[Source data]
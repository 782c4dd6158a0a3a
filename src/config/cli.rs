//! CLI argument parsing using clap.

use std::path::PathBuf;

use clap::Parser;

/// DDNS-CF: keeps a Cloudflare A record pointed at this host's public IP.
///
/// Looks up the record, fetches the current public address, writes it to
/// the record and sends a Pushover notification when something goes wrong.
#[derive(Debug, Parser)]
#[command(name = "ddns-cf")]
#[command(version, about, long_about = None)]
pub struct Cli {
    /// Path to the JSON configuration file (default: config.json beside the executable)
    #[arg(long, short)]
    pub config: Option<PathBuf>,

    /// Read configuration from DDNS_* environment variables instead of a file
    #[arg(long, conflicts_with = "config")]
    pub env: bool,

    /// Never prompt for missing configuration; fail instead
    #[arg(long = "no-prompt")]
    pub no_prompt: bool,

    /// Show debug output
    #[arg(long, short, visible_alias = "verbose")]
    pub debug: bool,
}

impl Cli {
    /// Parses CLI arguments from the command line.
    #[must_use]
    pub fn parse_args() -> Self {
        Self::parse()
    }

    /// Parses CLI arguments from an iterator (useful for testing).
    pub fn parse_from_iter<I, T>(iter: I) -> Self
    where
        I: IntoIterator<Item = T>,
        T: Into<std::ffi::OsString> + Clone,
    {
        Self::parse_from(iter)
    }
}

Work item -
Count how many lines in the data above include the string "bool", and write only that number.

Your response -
3